### Problem to work on
Report each line of the data below in which "source" appears.

*-*-*

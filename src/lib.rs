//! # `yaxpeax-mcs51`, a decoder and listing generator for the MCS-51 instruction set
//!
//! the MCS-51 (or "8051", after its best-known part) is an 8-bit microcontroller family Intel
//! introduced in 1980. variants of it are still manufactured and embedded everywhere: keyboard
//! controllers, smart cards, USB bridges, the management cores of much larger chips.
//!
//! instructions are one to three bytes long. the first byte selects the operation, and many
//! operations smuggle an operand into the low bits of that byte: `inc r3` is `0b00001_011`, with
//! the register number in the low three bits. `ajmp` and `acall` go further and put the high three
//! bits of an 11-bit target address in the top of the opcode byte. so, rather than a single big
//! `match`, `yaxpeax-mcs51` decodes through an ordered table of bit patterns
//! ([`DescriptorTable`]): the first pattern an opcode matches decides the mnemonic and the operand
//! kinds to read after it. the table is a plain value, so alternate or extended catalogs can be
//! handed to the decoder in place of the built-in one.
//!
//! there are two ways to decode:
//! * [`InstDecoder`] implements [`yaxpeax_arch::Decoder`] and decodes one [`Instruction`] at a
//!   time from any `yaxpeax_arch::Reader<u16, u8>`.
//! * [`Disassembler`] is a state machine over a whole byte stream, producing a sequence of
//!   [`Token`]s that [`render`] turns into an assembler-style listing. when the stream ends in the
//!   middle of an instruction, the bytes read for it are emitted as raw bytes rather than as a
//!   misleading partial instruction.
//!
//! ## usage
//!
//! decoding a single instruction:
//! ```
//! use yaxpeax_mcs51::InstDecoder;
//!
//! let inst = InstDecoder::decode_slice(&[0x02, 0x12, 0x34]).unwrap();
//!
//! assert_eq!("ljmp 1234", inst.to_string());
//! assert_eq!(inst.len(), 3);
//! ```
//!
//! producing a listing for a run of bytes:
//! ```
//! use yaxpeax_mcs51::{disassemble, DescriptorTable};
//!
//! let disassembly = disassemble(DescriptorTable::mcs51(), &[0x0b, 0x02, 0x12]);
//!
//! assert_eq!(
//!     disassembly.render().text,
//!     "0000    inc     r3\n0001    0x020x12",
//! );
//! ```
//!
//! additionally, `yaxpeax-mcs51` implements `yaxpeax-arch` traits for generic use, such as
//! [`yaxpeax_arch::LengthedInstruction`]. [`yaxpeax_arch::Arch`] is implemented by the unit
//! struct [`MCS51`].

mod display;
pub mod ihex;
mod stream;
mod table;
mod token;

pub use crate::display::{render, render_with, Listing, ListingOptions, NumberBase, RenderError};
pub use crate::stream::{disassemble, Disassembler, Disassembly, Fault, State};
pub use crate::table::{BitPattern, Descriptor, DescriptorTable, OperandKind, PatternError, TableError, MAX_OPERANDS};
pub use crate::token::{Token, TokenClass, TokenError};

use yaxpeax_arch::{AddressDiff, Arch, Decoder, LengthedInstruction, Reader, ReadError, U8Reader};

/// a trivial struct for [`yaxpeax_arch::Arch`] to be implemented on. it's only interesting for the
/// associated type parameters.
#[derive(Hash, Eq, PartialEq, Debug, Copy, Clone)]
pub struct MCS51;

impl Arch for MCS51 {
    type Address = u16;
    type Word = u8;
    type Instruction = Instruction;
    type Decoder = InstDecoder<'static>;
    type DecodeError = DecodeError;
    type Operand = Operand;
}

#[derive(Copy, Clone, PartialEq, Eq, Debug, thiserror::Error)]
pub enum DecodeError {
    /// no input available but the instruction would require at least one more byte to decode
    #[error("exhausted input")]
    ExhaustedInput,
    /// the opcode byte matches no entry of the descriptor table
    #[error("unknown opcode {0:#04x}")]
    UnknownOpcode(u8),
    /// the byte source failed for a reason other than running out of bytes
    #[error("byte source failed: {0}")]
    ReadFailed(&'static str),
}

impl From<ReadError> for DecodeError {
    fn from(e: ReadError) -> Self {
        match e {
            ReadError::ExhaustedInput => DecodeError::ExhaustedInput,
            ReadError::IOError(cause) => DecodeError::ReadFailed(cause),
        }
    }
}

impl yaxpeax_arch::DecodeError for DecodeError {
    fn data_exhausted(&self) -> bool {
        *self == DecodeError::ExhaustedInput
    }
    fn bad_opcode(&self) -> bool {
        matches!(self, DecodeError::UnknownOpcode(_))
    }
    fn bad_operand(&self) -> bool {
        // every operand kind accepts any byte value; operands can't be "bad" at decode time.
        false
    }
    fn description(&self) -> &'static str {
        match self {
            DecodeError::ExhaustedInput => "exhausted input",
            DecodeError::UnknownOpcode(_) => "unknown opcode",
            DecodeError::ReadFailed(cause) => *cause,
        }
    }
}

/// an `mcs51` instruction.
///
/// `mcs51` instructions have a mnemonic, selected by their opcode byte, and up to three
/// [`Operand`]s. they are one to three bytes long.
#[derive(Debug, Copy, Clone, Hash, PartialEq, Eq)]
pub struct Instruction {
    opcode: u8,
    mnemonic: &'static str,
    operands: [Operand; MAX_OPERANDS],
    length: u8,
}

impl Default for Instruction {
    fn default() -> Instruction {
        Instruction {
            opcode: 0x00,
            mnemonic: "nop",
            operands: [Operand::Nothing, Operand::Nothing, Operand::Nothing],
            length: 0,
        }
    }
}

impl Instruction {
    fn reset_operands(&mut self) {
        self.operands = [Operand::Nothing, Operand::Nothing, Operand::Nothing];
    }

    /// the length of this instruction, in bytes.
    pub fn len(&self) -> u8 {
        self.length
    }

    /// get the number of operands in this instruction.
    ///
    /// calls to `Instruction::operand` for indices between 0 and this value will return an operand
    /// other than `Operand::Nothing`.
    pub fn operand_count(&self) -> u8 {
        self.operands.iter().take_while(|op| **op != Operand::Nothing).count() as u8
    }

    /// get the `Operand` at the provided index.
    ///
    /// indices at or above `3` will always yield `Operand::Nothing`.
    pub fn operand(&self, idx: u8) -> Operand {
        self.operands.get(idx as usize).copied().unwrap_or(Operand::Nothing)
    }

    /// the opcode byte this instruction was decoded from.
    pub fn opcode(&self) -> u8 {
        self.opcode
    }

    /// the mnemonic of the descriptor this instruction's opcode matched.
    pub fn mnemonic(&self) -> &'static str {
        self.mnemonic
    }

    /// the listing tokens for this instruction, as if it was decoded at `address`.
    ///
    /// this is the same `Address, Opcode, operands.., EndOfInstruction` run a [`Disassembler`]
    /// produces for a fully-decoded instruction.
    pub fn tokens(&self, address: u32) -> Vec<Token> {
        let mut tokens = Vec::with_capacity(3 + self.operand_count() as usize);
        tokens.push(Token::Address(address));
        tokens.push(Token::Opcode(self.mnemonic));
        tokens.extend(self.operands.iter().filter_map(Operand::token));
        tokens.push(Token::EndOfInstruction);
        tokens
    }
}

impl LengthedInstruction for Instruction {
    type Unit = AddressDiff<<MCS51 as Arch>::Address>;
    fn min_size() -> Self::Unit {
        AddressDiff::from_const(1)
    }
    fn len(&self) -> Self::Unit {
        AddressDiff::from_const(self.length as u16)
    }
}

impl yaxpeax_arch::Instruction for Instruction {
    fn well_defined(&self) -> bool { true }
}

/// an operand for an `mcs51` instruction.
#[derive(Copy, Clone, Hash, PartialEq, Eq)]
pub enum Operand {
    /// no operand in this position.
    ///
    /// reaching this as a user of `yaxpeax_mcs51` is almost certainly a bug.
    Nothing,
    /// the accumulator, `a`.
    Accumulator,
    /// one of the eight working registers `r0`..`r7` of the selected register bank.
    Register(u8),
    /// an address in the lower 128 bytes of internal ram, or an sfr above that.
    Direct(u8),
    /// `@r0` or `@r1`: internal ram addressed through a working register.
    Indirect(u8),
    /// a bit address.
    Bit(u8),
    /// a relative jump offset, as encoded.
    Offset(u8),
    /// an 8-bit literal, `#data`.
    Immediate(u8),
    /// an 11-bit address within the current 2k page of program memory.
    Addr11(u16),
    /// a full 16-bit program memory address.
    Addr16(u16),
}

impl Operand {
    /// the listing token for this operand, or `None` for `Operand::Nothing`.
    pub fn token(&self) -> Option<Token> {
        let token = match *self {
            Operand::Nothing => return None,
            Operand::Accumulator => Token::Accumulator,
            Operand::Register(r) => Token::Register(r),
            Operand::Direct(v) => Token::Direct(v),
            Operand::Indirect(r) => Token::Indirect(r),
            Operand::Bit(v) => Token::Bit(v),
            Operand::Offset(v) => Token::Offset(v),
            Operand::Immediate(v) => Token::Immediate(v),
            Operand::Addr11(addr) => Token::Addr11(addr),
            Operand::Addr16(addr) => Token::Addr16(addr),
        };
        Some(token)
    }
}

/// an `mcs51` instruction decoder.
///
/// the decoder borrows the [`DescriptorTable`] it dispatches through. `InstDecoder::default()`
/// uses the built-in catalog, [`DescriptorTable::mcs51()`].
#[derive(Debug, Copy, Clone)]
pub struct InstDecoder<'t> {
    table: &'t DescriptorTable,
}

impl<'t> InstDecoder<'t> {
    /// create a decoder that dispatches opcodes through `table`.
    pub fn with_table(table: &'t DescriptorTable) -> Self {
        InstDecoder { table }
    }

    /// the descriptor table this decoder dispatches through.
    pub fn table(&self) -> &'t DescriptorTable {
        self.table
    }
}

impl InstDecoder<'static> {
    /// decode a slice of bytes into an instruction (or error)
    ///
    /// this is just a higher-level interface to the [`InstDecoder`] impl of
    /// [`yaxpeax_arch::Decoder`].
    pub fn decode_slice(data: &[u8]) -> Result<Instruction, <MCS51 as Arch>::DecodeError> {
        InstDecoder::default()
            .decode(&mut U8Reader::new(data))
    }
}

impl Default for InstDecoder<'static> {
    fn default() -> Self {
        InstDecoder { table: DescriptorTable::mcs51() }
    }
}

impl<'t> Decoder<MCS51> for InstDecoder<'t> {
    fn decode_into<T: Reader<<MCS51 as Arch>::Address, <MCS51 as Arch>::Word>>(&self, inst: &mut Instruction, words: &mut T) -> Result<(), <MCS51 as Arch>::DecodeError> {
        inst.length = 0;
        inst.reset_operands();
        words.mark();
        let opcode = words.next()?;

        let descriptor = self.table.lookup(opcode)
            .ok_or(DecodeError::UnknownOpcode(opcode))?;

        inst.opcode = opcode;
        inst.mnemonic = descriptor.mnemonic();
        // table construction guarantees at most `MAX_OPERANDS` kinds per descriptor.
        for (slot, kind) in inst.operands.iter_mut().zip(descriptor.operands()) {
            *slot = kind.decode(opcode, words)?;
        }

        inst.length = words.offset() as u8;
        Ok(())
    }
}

*-*-*

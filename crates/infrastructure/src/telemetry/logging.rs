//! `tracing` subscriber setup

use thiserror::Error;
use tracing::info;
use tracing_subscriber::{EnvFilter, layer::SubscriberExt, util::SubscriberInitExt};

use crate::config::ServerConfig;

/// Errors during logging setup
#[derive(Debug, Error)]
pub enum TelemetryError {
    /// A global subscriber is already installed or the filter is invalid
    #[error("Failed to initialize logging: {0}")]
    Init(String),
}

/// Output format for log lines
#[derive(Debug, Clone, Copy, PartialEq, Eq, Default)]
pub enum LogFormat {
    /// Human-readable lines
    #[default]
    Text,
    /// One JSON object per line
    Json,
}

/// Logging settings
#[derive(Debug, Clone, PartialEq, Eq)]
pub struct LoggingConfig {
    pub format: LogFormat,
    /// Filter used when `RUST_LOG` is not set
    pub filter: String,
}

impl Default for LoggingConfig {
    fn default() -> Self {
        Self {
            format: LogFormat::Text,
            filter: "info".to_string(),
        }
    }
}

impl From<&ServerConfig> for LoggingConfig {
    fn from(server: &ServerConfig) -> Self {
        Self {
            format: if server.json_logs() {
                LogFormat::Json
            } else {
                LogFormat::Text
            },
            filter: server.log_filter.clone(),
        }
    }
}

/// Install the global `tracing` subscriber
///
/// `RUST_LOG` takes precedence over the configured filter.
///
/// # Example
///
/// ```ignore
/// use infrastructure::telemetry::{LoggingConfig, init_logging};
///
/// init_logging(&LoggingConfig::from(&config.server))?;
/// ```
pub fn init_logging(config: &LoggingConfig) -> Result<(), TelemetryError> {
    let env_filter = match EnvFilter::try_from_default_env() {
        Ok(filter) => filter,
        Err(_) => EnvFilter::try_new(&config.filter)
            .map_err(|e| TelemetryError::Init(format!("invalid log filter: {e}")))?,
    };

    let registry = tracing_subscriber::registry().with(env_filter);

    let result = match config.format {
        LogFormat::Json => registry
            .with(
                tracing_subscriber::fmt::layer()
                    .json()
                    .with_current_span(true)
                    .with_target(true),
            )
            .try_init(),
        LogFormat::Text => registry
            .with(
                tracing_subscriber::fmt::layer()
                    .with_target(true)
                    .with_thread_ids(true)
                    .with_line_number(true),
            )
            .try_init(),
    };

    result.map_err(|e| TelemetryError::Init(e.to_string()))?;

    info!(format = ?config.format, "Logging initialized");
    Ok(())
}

*-*-*

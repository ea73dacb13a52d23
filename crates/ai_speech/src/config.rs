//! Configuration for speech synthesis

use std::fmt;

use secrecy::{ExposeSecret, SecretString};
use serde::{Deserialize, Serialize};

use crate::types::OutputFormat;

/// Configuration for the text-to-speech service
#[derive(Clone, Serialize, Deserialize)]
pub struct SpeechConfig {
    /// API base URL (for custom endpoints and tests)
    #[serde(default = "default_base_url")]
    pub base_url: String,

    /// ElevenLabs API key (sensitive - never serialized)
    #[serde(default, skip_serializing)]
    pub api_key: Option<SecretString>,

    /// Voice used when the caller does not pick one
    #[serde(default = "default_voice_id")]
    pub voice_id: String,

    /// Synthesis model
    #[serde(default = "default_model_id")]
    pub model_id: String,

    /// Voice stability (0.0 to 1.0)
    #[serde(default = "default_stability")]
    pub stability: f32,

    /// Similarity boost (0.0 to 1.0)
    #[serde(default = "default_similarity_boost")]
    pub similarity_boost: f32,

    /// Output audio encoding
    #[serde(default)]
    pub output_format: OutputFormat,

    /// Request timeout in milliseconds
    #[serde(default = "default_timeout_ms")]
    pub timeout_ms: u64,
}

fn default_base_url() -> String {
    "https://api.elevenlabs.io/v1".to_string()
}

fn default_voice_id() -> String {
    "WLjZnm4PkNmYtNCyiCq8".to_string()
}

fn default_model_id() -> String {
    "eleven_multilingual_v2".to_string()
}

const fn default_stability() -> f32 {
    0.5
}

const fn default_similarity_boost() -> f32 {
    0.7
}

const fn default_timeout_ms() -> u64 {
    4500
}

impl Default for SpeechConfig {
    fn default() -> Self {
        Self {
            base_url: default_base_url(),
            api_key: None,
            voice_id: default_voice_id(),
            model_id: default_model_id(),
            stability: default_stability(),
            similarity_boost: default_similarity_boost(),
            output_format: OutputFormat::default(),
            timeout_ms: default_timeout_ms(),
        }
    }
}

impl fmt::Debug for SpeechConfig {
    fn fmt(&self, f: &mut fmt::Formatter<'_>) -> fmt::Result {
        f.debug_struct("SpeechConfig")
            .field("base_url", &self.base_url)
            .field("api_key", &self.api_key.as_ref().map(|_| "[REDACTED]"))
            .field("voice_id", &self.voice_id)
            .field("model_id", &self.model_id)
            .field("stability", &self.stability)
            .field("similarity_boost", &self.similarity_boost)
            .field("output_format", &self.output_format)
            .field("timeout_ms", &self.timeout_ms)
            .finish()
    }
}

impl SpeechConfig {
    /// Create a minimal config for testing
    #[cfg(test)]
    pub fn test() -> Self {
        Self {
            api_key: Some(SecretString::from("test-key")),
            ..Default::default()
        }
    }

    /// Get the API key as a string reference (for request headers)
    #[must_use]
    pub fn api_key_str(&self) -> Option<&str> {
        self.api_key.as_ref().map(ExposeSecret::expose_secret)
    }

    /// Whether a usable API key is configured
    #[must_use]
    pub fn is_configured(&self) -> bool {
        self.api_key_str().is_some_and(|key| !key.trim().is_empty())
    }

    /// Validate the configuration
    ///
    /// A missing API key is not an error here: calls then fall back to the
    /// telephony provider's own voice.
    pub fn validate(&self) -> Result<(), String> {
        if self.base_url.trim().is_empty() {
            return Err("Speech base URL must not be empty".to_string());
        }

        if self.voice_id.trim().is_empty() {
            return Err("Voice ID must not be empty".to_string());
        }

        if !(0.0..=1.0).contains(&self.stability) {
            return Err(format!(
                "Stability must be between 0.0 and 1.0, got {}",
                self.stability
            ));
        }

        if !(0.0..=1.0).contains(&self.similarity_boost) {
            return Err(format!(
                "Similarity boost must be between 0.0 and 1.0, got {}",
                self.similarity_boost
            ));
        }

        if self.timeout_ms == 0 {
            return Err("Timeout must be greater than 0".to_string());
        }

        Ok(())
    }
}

*-*-*

### Response to the exercise
    /// the byte source failed for a reason other than running out of bytes
    #[error("byte source failed: {0}")]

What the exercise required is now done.